SIOUX FALLS, S.D. (KSFY) - More than 300 people are killed each year in one of the most devastating traffic accidents. It is when a passenger car slides underneath a semi truck's trailer.

U.S. regulators have been debating for decades the topic of underride deaths.

Tractor-trailers are required to have rear guards. But right now, there is no law requiring side guards.

Two women have been traveling across the state of South Dakota to raise awareness of this issue.

Lois Durso lost her daughter thirteen years ago.

"My daughter, she was the light of my life," she said. "She was a spectacular young woman who was funny and personable, and very, very smart."

Her newly engaged daughter was killed when the car she was in slid underneath the trailer of a truck.

That sparked a drive for the mother to raise awareness and get a law passed that requires side guards.

"It's not the crash that kills, it's the underride," she said. "And we can make these kinds of accidents more survivable."

Senator John Thune has been a chairman of the Senate Commerce, Science, and Transportation Committee since 2015. The committee works on issues regarding traffic regulations.

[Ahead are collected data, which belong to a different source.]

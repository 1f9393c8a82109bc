use async_trait::async_trait;
use std::ffi::OsString;
use std::path::{Path, PathBuf};
use std::process::{ExitStatus, Stdio};
use thiserror::Error;
use tokio::process::Command;
use tracing::{error, info};

/// Suffix appended to the source path to name the remuxed output
pub const PROCESSING_SUFFIX: &str = ".processing";

#[derive(Debug, Error)]
pub enum RemuxError {
    #[error("failed to spawn ffmpeg: {0}")]
    Spawn(#[source] std::io::Error),

    #[error("ffmpeg exited with {status}: {stderr}")]
    Failed { status: ExitStatus, stderr: String },
}

/// Rewrites a container so its index precedes the media data
#[async_trait]
pub trait Remuxer: Send + Sync {
    /// Remux `source` into a new file and return its path. The source is left untouched.
    async fn remux(&self, source: &Path) -> Result<PathBuf, RemuxError>;
}

/// Path of the derived file for a given source: `<source>.processing`
pub fn processing_path(source: &Path) -> PathBuf {
    let mut name = OsString::from(source.as_os_str());
    name.push(PROCESSING_SUFFIX);
    PathBuf::from(name)
}

/// Fast-start remuxer backed by the `ffmpeg` binary
#[derive(Debug, Clone)]
pub struct FfmpegRemuxer {
    binary: PathBuf,
}

impl FfmpegRemuxer {
    pub fn new(binary: impl Into<PathBuf>) -> Self {
        Self {
            binary: binary.into(),
        }
    }

    fn arguments(source: &Path, output: &Path) -> Vec<OsString> {
        let mut args: Vec<OsString> = vec!["-i".into(), source.into()];
        args.extend(
            ["-c", "copy", "-movflags", "faststart", "-f", "mp4"]
                .into_iter()
                .map(OsString::from),
        );
        args.push(output.into());
        args
    }
}

impl Default for FfmpegRemuxer {
    fn default() -> Self {
        Self::new("ffmpeg")
    }
}

#[async_trait]
impl Remuxer for FfmpegRemuxer {
    async fn remux(&self, source: &Path) -> Result<PathBuf, RemuxError> {
        let output_path = processing_path(source);
        info!(
            "Remuxing {} for fast start into {}",
            source.display(),
            output_path.display()
        );

        let output = Command::new(&self.binary)
            .args(Self::arguments(source, &output_path))
            .stdin(Stdio::null())
            .kill_on_drop(true)
            .output()
            .await
            .map_err(RemuxError::Spawn)?;

        if !output.status.success() {
            let stderr = String::from_utf8_lossy(&output.stderr).trim().to_string();
            error!("ffmpeg failed with status: {:?}", output.status);
            return Err(RemuxError::Failed {
                status: output.status,
                stderr,
            });
        }

        Ok(output_path)
    }
}

#[cfg(test)]
mod tests {
    use super::*;

    #[test]
    fn processing_path_appends_suffix() {
        let derived = processing_path(Path::new("/tmp/clipvault-upload-abc.mp4"));
        assert_eq!(
            derived,
            PathBuf::from("/tmp/clipvault-upload-abc.mp4.processing")
        );
    }

    #[test]
    fn arguments_request_stream_copy_and_faststart() {
        let args = FfmpegRemuxer::arguments(Path::new("in.mp4"), Path::new("in.mp4.processing"));
        let args: Vec<String> = args
            .into_iter()
            .map(|a| a.to_string_lossy().into_owned())
            .collect();

        assert_eq!(
            args,
            [
                "-i",
                "in.mp4",
                "-c",
                "copy",
                "-movflags",
                "faststart",
                "-f",
                "mp4",
                "in.mp4.processing"
            ]
        );
    }

    #[tokio::test]
    async fn missing_binary_is_a_spawn_error() {
        let remuxer = FfmpegRemuxer::new("/nonexistent/clipvault-ffmpeg");
        let result = remuxer.remux(Path::new("/tmp/whatever.mp4")).await;
        assert!(matches!(result, Err(RemuxError::Spawn(_))));
    }
}
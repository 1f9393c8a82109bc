use crate::staging::STAGING_PREFIX;
use anyhow::Result;
use std::io;
use std::path::PathBuf;
use std::sync::Arc;
use std::time::{Duration, SystemTime};
use tokio_cron_scheduler::{Job, JobScheduler};
use tracing::{error, info, warn};

/// Default age after which a leftover staging file is considered abandoned
pub const DEFAULT_STAGING_MAX_AGE: Duration = Duration::from_secs(60 * 60);

/// Removes staging files left behind by a crashed process.
///
/// Only names starting with the staging prefix are considered, so the sweeper
/// is safe to point at a shared temp directory. Request-scoped guards remain
/// the primary cleanup path; this only catches what a hard kill leaves behind.
#[derive(Debug, Clone)]
pub struct StagingSweeper {
    staging_dir: PathBuf,
    max_age: Duration,
}

impl StagingSweeper {
    pub fn new(staging_dir: impl Into<PathBuf>, max_age: Duration) -> Self {
        Self {
            staging_dir: staging_dir.into(),
            max_age,
        }
    }

    /// Delete every stale staging file once and return how many were removed
    pub async fn sweep_once(&self) -> Result<usize> {
        let now = SystemTime::now();
        let mut removed = 0;
        let mut entries = tokio::fs::read_dir(&self.staging_dir).await?;

        while let Some(entry) = entries.next_entry().await? {
            if !entry
                .file_name()
                .to_string_lossy()
                .starts_with(STAGING_PREFIX)
            {
                continue;
            }

            let metadata = match entry.metadata().await {
                Ok(metadata) => metadata,
                Err(e) => {
                    warn!("Failed to stat {}: {}", entry.path().display(), e);
                    continue;
                }
            };
            if !metadata.is_file() {
                continue;
            }

            let age = metadata
                .modified()
                .ok()
                .and_then(|modified| now.duration_since(modified).ok())
                .unwrap_or_default();
            if age < self.max_age {
                continue;
            }

            match tokio::fs::remove_file(entry.path()).await {
                Ok(()) => removed += 1,
                Err(e) if e.kind() == io::ErrorKind::NotFound => {}
                Err(e) => warn!("Failed to remove stale staging file {}: {}", entry.path().display(), e),
            }
        }

        if removed > 0 {
            info!(
                staging_dir = %self.staging_dir.display(),
                removed,
                "Removed stale staging files"
            );
        }

        Ok(removed)
    }

    /// Run [`Self::sweep_once`] on a cron `schedule`. The returned scheduler must be kept alive.
    pub async fn start(self, schedule: &str) -> Result<JobScheduler> {
        let sweeper = Arc::new(self);
        let scheduler = JobScheduler::new().await?;

        let job = Job::new_async(schedule, move |_, _| {
            let sweeper = sweeper.clone();
            Box::pin(async move {
                if let Err(e) = sweeper.sweep_once().await {
                    error!("Staging sweep failed: {}", e);
                }
            })
        })?;

        scheduler.add(job).await?;
        scheduler.start().await?;

        info!("Started staging sweeper with schedule: {}", schedule);
        Ok(scheduler)
    }
}

#[cfg(test)]
mod tests {
    use super::*;

    fn touch(dir: &std::path::Path, name: &str) -> PathBuf {
        let path = dir.join(name);
        std::fs::write(&path, b"leftover").unwrap();
        path
    }

    #[tokio::test]
    async fn removes_only_prefixed_files_past_max_age() {
        let dir = tempfile::tempdir().unwrap();
        let staged = touch(dir.path(), "clipvault-upload-abc.mp4");
        let remuxed = touch(dir.path(), "clipvault-upload-abc.mp4.processing");
        let foreign = touch(dir.path(), "someone-elses.tmp");
        std::fs::create_dir(dir.path().join("clipvault-upload-dir")).unwrap();

        let removed = StagingSweeper::new(dir.path(), Duration::ZERO)
            .sweep_once()
            .await
            .unwrap();

        assert_eq!(removed, 2);
        assert!(!staged.exists());
        assert!(!remuxed.exists());
        assert!(foreign.exists());
        assert!(dir.path().join("clipvault-upload-dir").exists());
    }

    #[tokio::test]
    async fn keeps_fresh_files() {
        let dir = tempfile::tempdir().unwrap();
        let staged = touch(dir.path(), "clipvault-upload-fresh.mp4");

        let removed = StagingSweeper::new(dir.path(), DEFAULT_STAGING_MAX_AGE)
            .sweep_once()
            .await
            .unwrap();

        assert_eq!(removed, 0);
        assert!(staged.exists());
    }

    #[tokio::test]
    async fn missing_directory_is_an_error() {
        let dir = tempfile::tempdir().unwrap();
        let result = StagingSweeper::new(dir.path().join("gone"), Duration::ZERO)
            .sweep_once()
            .await;
        assert!(result.is_err());
    }
}
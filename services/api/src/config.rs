//! Service configuration loaded from `CLIPVAULT_*` environment variables

use config::{Config, ConfigError, Environment};
use media::PipelineConfig;
use media::pipeline::DEFAULT_MAX_UPLOAD_BYTES;
use serde::Deserialize;
use std::path::PathBuf;
use std::time::Duration;

pub const ENV_PREFIX: &str = "CLIPVAULT";

/// Application configuration
#[derive(Debug, Clone, Deserialize)]
pub struct AppConfig {
    pub port: u16,
    /// Bucket receiving every upload (required)
    pub s3_bucket: String,
    pub s3_region: String,
    /// Endpoint of an S3-compatible provider; unset means AWS
    pub s3_endpoint: Option<String>,
    /// HS256 secret shared with the token issuer (required)
    pub jwt_secret: String,
    pub jwt_issuer: String,
    pub max_upload_bytes: u64,
    pub staging_dir: PathBuf,
    pub ffprobe_path: PathBuf,
    pub ffmpeg_path: PathBuf,
    pub tool_timeout_secs: u64,
    pub store_timeout_secs: u64,
    pub playback_url_ttl_secs: u64,
    /// Cron expression (with seconds) for the staging sweeper
    pub sweep_schedule: String,
    pub staging_max_age_secs: u64,
}

impl AppConfig {
    /// Load configuration from the process environment
    pub fn from_env() -> Result<Self, ConfigError> {
        Self::load(Environment::with_prefix(ENV_PREFIX))
    }

    fn load(environment: Environment) -> Result<Self, ConfigError> {
        let staging_dir = std::env::temp_dir().to_string_lossy().into_owned();

        Config::builder()
            .set_default("port", 3001)?
            .set_default("s3_region", "us-east-1")?
            .set_default("jwt_issuer", "clipvault")?
            .set_default("max_upload_bytes", DEFAULT_MAX_UPLOAD_BYTES)?
            .set_default("staging_dir", staging_dir)?
            .set_default("ffprobe_path", "ffprobe")?
            .set_default("ffmpeg_path", "ffmpeg")?
            .set_default("tool_timeout_secs", 120)?
            .set_default("store_timeout_secs", 600)?
            .set_default("playback_url_ttl_secs", 3600)?
            .set_default("sweep_schedule", "0 */10 * * * *")?
            .set_default("staging_max_age_secs", 3600)?
            .add_source(environment.try_parsing(true))
            .build()?
            .try_deserialize()
    }

    pub fn pipeline_config(&self) -> PipelineConfig {
        PipelineConfig {
            bucket: self.s3_bucket.clone(),
            staging_dir: self.staging_dir.clone(),
            max_upload_bytes: self.max_upload_bytes,
            tool_timeout: Duration::from_secs(self.tool_timeout_secs),
            store_timeout: Duration::from_secs(self.store_timeout_secs),
        }
    }

    pub fn playback_ttl(&self) -> Duration {
        Duration::from_secs(self.playback_url_ttl_secs)
    }

    pub fn staging_max_age(&self) -> Duration {
        Duration::from_secs(self.staging_max_age_secs)
    }
}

"Obviously, any safety accident or safety incident we'll do everything we can to prevent it. The authority exists on the Department of Transportation to require that."

These two mothers are fighting to remind members of the committee that this law is sitting on their desks.

The biggest issue they face is the potential cost to truckers.

"The cost that is associated with that obviously is a big issue," Sen. Thune said. "And there are also, I think, as they look at these things, other safety issues come into play, as well. So, sometimes when you tweak one thing or fix one problem, you create others."

But, the committee and those in favor of the proposal want to work together to find a solution.

"I think as they evaluate and examine this proposal they're trying to do it in a way that makes sense and find the right balance in terms of the path forward," Sen. Thune said.

"I would say let's just work together and come up with some solutions," Durso said.

Senator Thune says there have not been any proposals that would cost the taxpayers. He says truckers would have to pay for the changes.